While I'm on the subject, congrats to Crouching Tiger, Hidden Dragon for winning four Oscars. Boo to the Academy for not nominating any of the actors, particularly Ziyi Zhang.

When Doves Cry: I'm usually not one for baseball links, but this one was too weird to pass up. You'll need QuickTime to view the associated movie clip. Trust me; it's worth it.
Happy birthday, Freaky Trigger. There is certainly some fine writing out there on the Web. It's amazing and startling to find so much of it concentrated in one place. Read and be merry.
New dance track set to outrage UK public: GRR. This song is at least four years old. A remix doesn't make it a new song. This is the thing that annoys me the most about dance music culture (besides this).
Geri Halliwell in lesbian shocker: In other news, water is discovered to be wet! This article was blogged not for the "shocking" revelation, but for the shocking picture that accompanies it. I think this is proof that some publicists hate their clients.

Monday, March 26, 2001

Woolworths ban Eminem dolls: Normally, the decision to ban anything would be enough to get me extraordinarily riled. However, I firmly believe that we need to encourage our musicians to stop signing silly merchandising deals. Unless we're talking about Poem-Cees action figures (Natural Law comes with Atomic Flow, Black Picasso has Radioactive Rhyme, and Stylus comes with a special Kung-Fu Scratch technique), I don't wanna hear it.
New Prodigy single on the way? There's a rumor going around that a collaboration between The Prodigy and 3-D of Massive Attack will be released as a single this year. Insert the animated GIF of me doing a happy dance here. The idea of two of my favorite groups collaborating is causing me to drool uncontrollably.
Why I hate people: I just spent 20 minutes downloading an array of mp3's from Napster which claimed to be tracks from the upcoming Tool album Lateralus.
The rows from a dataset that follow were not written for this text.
/*
 * @file mod.rs
 * @author The dump_index developers
 * @copyright 2026 The dump_index developers
 *
 * Array of small sparse bit sets, one per slot.  Most slots hold zero
 * or one bit, so those are packed straight into a root table of `i32`s;
 * bigger sets live in a side table and climb through progressively
 * heavier representations as they fill.
 */

mod intervals;
mod members;

pub use members::Elements;
use members::Members;
use std::cmp::max;
use std::mem::{replace,size_of};

/** Largest bit that can be stored. */
pub const MAX_BIT : u32 = i32::MAX as u32;

/** Root entries with this bit set hold a single member in the low 31 bits */
const SINGLE_FLAG : i32 = i32::MIN;

/** Decoded root table entry */
enum Root {
    Empty,
    Single(u32),
    /** Index into the side table */
    Set(usize),
}

impl Root {
    fn decode(root:i32) -> Root {
        if root == 0 { Root::Empty }
        else if root < 0 { Root::Single((root & !SINGLE_FLAG) as u32) }
        else { Root::Set(root as usize - 1) }
    }
}

/**
 * An array of independently growable bit sets.
 *
 * Slot `i` starts out empty; [`set`](Self::set) grows the array as
 * needed.  Not thread-safe: one owner mutates it.
 */
#[derive(Clone,Debug,Default)]
pub struct BitSetArray {
    /** 0 = empty, negative = one packed member, positive = 1 + side table index */
    roots: Vec<i32>,
    /** Sets with two or more members */
    sets: Vec<Members>,
}

impl BitSetArray {
    /** Create an empty array. */
    pub fn new() -> Self {
        Self::default()
    }

    /** Create an array with `slots` empty slots preallocated. */
    pub fn with_capacity(slots:usize) -> Self {
        BitSetArray { roots: vec![0; slots], sets: Vec::new() }
    }

    /** Number of slots currently addressable without growing. */
    pub fn size(&self) -> usize { self.roots.len() }

    /** Grow the root table by half, or to fit `index` if that is more */
    fn grow_to_fit(&mut self, index:usize) {
        if index >= self.roots.len() {
            let new_len = max(index + 1, self.roots.len() + self.roots.len() / 2);
            self.roots.resize(new_len, 0);
        }
    }

    fn root(&self, index:usize) -> Root {
        self.roots.get(index).map_or(Root::Empty, |&r| Root::decode(r))
    }

    /** Store a multi-member set and return its root entry */
    fn push_set(&mut self, members:Members) -> i32 {
        assert!(self.sets.len() < i32::MAX as usize, "BitSetArray side table is full");
        self.sets.push(members);
        self.sets.len() as i32
    }

    /** Set `bit` in the set at slot `index`.  Setting a present bit does nothing. */
    pub fn set(&mut self, index:usize, bit:u32) {
        assert!(bit <= MAX_BIT, "bit {} is out of range (max {})", bit, MAX_BIT);
        self.grow_to_fit(index);
        match self.root(index) {
            Root::Empty => self.roots[index] = SINGLE_FLAG | bit as i32,
            Root::Single(a) => if a != bit {
                let root = self.push_set(Members::Single(a).with(bit));
                self.roots[index] = root;
            },
            Root::Set(s) => {
                let members = replace(&mut self.sets[s], Members::Empty);
                self.sets[s] = members.with(bit);
            },
        }
    }

    /**
     * Union the set at `from` into the set at `to`.  The `from` set is
     * left unchanged.
     */
    pub fn or(&mut self, to:usize, from:usize) {
        if to == from { return; }
        let from_set = match self.root(from) {
            Root::Empty => return,
            Root::Single(bit) => return self.set(to, bit),
            Root::Set(s) => s,
        };
        self.grow_to_fit(to);
        match self.root(to) {
            Root::Empty => {
                let copy = self.sets[from_set].clone();
                let root = self.push_set(copy);
                self.roots[to] = root;
            },
            Root::Single(bit) => {
                let merged = Members::Single(bit).union(&self.sets[from_set]);
                let root = self.push_set(merged);
                self.roots[to] = root;
            },
            Root::Set(s) => {
                let members = replace(&mut self.sets[s], Members::Empty);
                self.sets[s] = members.union(&self.sets[from_set]);
            },
        }
    }

    /** Is `bit` set in slot `index`?  Slots past the end are empty. */
    pub fn contains(&self, index:usize, bit:u32) -> bool {
        match self.root(index) {
            Root::Empty => false,
            Root::Single(a) => a == bit,
            Root::Set(s) => self.sets[s].contains(bit),
        }
    }

    /** Number of bits set in slot `index`. */
    pub fn cardinality(&self, index:usize) -> usize {
        match self.root(index) {
            Root::Empty => 0,
            Root::Single(_) => 1,
            Root::Set(s) => self.sets[s].cardinality(),
        }
    }

    /** The bits of slot `index`, in increasing order. */
    pub fn elements(&self, index:usize) -> Elements<'_> {
        match self.root(index) {
            Root::Empty => Elements::empty(),
            Root::Single(a) => Elements::single(a),
            Root::Set(s) => self.sets[s].iter(),
        }
    }

    /** Approximate heap usage, in bytes, from allocated capacities. */
    pub fn memory_usage(&self) -> usize {
        self.roots.capacity() * size_of::<i32>()
            + self.sets.capacity() * size_of::<Members>()
            + self.sets.iter().map(|m| m.heap_usage()).sum::<usize>()
    }
}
Of COURSE they were fakes! I really should have known better, but I'm so desperate hear anything from this album... I suppose I'll have to do with the magical "Recordare Jesu Pie" from Benjamin Britten's War Requiem instead. What breathtaking music! I don't think four-part female singing gets any better than this. The cascading harmonies, the swooping melodies, the gorgeous orchestration... oooh. Of course, it's followed by the remarkably ugly "Confutatis Maledictis" for the men, which just makes the women's part sound even better.

After this, I'll give a listen to Black Box Recorder's The Facts Of Life. I know I like the title track and "Weekend". Let's just see how the rest of the album stands up.